_ACTIVITY_: Transcribe exactly the lines that fall between the one holding "1 == window" and the one holding "const UPLOAD_REQUEST_EXCLUDED: &[&str]", inclusive, from the entries below.

_DATASET RECORDS_:
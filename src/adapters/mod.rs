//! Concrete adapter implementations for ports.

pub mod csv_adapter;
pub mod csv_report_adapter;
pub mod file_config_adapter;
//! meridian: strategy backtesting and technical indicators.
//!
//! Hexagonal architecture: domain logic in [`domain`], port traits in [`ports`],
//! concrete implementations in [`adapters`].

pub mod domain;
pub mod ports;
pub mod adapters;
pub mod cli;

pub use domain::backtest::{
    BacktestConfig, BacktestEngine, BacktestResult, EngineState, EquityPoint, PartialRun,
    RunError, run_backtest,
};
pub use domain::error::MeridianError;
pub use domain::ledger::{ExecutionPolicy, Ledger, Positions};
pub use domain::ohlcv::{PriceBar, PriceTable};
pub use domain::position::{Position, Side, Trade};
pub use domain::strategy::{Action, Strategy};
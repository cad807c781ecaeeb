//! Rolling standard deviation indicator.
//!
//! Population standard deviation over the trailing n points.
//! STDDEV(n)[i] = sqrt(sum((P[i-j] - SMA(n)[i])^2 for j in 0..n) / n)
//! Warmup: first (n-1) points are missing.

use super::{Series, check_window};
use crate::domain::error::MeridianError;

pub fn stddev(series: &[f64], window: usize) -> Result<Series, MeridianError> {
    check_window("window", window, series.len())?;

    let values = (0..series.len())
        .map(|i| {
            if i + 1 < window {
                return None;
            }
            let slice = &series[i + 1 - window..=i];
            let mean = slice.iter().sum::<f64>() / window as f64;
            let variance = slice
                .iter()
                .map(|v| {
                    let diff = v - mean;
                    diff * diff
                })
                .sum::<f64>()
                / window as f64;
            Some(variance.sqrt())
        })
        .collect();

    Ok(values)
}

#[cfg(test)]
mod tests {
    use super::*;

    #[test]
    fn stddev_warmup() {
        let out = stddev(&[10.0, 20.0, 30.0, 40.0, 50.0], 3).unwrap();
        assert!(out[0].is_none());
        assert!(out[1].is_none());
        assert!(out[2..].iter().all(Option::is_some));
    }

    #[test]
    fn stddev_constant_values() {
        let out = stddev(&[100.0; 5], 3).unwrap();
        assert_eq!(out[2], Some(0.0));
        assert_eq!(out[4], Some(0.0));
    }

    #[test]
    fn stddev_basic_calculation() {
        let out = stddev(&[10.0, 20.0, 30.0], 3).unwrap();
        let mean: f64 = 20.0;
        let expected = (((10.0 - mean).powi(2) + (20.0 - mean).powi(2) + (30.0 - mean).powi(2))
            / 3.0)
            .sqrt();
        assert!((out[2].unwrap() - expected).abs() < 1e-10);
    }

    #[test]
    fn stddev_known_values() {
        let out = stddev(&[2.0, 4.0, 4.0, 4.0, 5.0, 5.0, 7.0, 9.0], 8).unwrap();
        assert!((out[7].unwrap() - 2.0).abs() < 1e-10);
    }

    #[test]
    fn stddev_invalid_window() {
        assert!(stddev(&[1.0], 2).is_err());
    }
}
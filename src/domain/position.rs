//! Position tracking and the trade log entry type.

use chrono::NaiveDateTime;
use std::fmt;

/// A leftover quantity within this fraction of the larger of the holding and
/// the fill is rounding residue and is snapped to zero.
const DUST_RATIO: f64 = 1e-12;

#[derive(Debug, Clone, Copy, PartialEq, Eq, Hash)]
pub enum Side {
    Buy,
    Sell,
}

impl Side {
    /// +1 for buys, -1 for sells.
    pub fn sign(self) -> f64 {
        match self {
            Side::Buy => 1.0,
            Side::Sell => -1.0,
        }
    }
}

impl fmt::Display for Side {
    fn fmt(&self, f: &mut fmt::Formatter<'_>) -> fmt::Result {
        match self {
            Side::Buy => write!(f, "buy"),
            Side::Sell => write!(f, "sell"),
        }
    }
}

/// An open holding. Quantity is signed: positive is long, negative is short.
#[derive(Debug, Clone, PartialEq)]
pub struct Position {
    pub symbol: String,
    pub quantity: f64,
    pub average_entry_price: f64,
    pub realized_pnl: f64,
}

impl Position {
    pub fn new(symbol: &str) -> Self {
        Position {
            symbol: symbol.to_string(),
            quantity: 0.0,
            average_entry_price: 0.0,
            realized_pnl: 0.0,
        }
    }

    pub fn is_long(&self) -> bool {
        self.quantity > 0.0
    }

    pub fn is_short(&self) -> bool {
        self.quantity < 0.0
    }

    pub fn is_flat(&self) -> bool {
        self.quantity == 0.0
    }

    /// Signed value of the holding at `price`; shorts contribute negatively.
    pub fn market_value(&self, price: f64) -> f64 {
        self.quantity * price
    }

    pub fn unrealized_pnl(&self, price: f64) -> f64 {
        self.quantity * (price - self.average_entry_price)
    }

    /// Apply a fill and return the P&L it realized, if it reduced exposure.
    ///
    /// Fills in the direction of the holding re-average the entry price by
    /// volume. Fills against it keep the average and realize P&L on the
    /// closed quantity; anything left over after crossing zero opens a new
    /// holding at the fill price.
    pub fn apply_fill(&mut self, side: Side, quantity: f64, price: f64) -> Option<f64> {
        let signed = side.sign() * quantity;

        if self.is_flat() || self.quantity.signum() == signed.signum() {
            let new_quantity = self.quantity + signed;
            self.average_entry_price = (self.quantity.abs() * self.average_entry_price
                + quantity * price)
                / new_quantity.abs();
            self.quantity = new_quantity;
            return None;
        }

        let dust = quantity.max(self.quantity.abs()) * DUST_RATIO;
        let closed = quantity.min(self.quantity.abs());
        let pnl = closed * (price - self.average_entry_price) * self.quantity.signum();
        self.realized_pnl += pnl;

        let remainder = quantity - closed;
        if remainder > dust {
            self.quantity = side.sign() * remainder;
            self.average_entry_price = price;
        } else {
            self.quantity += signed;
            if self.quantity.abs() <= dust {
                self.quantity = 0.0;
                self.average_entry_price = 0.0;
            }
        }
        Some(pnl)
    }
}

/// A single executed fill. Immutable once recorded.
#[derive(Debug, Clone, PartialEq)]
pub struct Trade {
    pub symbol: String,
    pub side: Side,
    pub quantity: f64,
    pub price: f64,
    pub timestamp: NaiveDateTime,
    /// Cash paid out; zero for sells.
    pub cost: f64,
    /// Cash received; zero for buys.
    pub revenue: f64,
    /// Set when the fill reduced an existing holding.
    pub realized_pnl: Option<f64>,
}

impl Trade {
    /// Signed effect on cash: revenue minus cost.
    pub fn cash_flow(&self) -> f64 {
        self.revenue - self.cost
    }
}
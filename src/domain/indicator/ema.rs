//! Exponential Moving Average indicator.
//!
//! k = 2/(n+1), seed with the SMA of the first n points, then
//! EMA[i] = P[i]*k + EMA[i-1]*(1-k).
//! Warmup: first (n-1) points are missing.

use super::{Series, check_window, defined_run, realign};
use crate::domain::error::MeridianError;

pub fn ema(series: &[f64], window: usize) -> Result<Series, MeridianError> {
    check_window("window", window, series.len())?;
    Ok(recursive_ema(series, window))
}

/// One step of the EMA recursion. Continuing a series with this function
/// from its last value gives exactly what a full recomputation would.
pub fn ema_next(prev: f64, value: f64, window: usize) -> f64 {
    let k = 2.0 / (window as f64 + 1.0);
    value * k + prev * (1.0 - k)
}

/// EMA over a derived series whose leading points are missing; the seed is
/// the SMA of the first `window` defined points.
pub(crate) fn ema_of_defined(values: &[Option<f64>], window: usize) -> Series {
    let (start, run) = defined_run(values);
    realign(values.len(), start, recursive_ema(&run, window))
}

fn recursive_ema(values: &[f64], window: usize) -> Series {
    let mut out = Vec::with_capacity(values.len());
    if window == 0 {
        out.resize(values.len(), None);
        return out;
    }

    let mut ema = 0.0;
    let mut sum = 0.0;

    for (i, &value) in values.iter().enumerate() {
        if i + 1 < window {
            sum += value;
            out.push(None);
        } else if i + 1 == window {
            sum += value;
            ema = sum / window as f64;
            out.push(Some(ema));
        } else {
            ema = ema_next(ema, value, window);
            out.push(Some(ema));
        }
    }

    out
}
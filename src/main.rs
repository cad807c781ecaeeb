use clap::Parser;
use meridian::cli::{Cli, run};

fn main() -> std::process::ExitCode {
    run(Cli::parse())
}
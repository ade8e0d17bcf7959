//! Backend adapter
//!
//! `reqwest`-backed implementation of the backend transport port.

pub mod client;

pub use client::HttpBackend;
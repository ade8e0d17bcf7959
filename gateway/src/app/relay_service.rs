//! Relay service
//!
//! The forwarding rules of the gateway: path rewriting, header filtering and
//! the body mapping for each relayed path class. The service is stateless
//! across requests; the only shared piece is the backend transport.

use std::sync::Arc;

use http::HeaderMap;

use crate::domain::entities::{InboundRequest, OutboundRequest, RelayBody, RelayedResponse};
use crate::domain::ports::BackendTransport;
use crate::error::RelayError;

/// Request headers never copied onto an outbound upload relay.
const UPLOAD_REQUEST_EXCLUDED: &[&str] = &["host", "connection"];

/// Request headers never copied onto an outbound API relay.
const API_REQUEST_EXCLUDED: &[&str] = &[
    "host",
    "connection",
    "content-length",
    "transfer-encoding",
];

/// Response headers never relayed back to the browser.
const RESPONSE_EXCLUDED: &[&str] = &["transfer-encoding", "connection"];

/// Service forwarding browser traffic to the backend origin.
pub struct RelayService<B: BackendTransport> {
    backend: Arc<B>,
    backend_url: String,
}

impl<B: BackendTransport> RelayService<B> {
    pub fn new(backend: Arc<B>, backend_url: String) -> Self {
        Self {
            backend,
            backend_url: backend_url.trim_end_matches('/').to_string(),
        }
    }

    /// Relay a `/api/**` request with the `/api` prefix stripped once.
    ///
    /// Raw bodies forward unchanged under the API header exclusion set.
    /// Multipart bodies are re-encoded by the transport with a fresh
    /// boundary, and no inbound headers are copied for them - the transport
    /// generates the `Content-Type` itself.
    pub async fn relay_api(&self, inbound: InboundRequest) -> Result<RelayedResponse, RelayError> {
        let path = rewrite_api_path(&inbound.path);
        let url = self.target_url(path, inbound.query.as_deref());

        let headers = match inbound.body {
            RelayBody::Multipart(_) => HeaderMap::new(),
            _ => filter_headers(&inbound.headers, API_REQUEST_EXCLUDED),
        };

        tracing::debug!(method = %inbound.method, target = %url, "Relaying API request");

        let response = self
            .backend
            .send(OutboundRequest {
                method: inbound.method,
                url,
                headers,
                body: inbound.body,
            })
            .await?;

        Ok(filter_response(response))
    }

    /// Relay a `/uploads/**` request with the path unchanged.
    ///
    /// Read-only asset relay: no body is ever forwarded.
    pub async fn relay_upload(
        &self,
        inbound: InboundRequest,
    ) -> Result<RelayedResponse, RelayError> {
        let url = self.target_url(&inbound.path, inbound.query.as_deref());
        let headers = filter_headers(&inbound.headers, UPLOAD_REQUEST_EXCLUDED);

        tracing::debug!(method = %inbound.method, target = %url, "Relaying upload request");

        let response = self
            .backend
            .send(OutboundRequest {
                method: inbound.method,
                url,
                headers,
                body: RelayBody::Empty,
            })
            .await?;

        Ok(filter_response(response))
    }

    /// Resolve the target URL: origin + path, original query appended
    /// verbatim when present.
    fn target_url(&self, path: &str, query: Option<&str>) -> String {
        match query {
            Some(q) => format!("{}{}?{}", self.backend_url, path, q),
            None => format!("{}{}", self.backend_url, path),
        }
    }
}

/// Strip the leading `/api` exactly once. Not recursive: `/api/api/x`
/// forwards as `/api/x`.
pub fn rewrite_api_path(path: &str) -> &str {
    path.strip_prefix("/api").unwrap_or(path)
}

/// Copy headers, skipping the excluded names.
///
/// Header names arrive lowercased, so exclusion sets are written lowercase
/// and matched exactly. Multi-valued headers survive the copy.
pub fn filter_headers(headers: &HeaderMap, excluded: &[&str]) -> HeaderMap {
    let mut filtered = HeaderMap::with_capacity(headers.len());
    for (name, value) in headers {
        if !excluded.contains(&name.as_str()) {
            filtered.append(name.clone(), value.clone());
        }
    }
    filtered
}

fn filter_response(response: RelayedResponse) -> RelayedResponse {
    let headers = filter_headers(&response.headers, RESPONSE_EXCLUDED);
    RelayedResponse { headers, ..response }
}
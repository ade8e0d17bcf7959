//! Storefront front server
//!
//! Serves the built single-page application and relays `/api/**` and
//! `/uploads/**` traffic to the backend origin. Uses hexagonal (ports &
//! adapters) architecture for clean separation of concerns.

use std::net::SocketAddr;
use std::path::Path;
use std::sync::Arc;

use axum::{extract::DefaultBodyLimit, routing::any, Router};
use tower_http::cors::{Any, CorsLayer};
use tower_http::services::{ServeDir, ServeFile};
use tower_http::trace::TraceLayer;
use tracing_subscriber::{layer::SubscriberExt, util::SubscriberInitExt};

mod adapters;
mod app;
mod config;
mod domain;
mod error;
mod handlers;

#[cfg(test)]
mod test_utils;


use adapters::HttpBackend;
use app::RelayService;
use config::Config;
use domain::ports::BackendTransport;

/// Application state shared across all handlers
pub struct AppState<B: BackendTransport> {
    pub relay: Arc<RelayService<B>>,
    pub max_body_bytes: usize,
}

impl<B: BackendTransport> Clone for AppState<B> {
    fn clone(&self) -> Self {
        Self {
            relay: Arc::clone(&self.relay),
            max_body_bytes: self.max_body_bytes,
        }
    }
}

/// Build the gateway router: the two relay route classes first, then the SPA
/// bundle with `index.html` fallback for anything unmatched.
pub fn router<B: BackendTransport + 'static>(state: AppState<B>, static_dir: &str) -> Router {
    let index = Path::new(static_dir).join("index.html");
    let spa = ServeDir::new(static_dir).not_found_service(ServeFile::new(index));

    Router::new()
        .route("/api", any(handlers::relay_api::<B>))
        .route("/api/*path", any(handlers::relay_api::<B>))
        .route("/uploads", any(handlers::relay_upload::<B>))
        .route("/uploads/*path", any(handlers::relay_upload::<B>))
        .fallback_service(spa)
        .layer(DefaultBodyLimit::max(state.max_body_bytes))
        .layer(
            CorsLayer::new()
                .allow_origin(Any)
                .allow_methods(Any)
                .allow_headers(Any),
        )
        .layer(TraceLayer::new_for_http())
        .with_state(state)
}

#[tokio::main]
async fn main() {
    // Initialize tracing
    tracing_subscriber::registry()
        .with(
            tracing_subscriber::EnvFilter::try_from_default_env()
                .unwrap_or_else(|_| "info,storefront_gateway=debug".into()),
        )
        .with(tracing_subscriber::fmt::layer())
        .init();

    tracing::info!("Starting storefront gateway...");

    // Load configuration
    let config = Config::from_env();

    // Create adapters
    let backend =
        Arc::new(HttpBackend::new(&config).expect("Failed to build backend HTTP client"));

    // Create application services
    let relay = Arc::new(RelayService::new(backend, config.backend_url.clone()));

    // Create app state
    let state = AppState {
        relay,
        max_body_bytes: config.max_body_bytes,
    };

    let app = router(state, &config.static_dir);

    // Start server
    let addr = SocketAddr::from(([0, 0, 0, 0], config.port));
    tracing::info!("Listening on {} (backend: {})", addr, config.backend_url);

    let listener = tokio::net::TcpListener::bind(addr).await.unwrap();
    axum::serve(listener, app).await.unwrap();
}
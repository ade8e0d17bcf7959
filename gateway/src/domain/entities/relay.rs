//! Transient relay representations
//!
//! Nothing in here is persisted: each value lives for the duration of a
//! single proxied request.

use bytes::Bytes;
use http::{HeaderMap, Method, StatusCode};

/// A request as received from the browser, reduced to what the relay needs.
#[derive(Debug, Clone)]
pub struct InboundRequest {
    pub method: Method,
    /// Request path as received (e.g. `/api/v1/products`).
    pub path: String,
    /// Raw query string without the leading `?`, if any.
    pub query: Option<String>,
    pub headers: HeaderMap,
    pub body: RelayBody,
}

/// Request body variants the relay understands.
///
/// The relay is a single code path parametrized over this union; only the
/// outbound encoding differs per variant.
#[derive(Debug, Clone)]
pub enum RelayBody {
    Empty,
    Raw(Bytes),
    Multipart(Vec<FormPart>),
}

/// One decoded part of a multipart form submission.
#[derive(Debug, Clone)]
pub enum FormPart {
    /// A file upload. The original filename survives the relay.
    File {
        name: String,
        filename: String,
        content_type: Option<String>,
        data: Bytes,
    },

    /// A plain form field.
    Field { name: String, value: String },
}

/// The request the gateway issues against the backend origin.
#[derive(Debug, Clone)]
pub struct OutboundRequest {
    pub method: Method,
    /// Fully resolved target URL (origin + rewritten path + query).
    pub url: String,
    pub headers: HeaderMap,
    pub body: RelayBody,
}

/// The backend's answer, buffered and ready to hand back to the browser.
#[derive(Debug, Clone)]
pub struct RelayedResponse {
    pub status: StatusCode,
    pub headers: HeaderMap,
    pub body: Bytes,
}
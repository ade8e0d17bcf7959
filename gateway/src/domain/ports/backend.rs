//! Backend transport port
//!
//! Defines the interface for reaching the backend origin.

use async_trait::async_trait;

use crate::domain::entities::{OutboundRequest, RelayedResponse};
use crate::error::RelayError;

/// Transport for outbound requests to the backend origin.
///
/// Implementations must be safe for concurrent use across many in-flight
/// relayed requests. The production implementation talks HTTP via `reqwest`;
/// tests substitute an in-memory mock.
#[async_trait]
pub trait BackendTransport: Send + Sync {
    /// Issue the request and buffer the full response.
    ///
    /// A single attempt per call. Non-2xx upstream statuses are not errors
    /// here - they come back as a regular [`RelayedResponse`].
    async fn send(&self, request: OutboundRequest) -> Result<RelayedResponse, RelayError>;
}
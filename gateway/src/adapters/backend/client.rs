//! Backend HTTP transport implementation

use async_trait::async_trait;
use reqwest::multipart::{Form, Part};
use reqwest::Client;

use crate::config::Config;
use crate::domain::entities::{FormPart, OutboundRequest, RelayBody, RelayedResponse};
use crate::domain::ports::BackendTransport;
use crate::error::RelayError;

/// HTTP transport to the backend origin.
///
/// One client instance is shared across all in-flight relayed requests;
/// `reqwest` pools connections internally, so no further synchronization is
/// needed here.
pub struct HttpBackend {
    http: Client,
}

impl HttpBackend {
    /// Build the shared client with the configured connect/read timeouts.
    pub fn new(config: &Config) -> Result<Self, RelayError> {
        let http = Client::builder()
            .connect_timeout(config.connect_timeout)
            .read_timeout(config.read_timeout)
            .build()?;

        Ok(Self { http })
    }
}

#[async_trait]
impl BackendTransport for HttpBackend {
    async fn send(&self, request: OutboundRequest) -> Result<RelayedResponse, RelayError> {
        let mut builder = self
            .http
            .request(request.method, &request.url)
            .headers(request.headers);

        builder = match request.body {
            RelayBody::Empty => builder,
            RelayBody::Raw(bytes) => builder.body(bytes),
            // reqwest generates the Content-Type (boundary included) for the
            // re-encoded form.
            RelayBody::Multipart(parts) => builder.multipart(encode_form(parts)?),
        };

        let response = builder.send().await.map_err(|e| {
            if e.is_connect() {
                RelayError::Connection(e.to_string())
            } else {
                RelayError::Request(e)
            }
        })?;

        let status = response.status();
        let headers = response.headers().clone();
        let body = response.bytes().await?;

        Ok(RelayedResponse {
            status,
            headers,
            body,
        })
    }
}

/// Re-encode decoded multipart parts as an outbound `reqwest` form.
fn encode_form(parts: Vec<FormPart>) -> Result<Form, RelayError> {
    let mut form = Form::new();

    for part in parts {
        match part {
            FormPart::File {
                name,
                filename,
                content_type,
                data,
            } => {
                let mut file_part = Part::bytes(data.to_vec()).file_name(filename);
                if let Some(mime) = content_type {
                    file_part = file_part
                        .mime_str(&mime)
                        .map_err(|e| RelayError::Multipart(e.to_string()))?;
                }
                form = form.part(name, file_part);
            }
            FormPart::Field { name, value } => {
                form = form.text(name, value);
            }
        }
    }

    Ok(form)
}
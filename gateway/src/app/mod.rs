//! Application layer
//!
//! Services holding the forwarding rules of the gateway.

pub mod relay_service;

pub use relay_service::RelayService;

_REPLY_:
        } else if i + 1 == window {
            sum += value;
            ema = sum / window as f64;
            out.push(Some(ema));
        } else {
            ema = ema_next(ema, value, window);
            out.push(Some(ema));
        }
    }

    out
}
filename src/main.rs
repository cad807c781ecaeeb
use clap::Parser;
use meridian::cli::{Cli, run};

fn main() -> std::process::ExitCode {
    run(Cli::parse())
}
repository ade8e0d17bcf7959
//! Backend adapter
//!
//! `reqwest`-backed implementation of the backend transport port.

pub mod client;

pub use client::HttpBackend;
repository ade8e0d17bcf7959
filename gateway/src/app/relay_service.rs
//! Relay service
//!
//! The forwarding rules of the gateway: path rewriting, header filtering and
//! the body mapping for each relayed path class. The service is stateless
//! across requests; the only shared piece is the backend transport.

use std::sync::Arc;

use http::HeaderMap;

use crate::domain::entities::{InboundRequest, OutboundRequest, RelayBody, RelayedResponse};
use crate::domain::ports::BackendTransport;
use crate::error::RelayError;

/// Request headers never copied onto an outbound upload relay.
const UPLOAD_REQUEST_EXCLUDED: &[&str] = &["host", "connection"];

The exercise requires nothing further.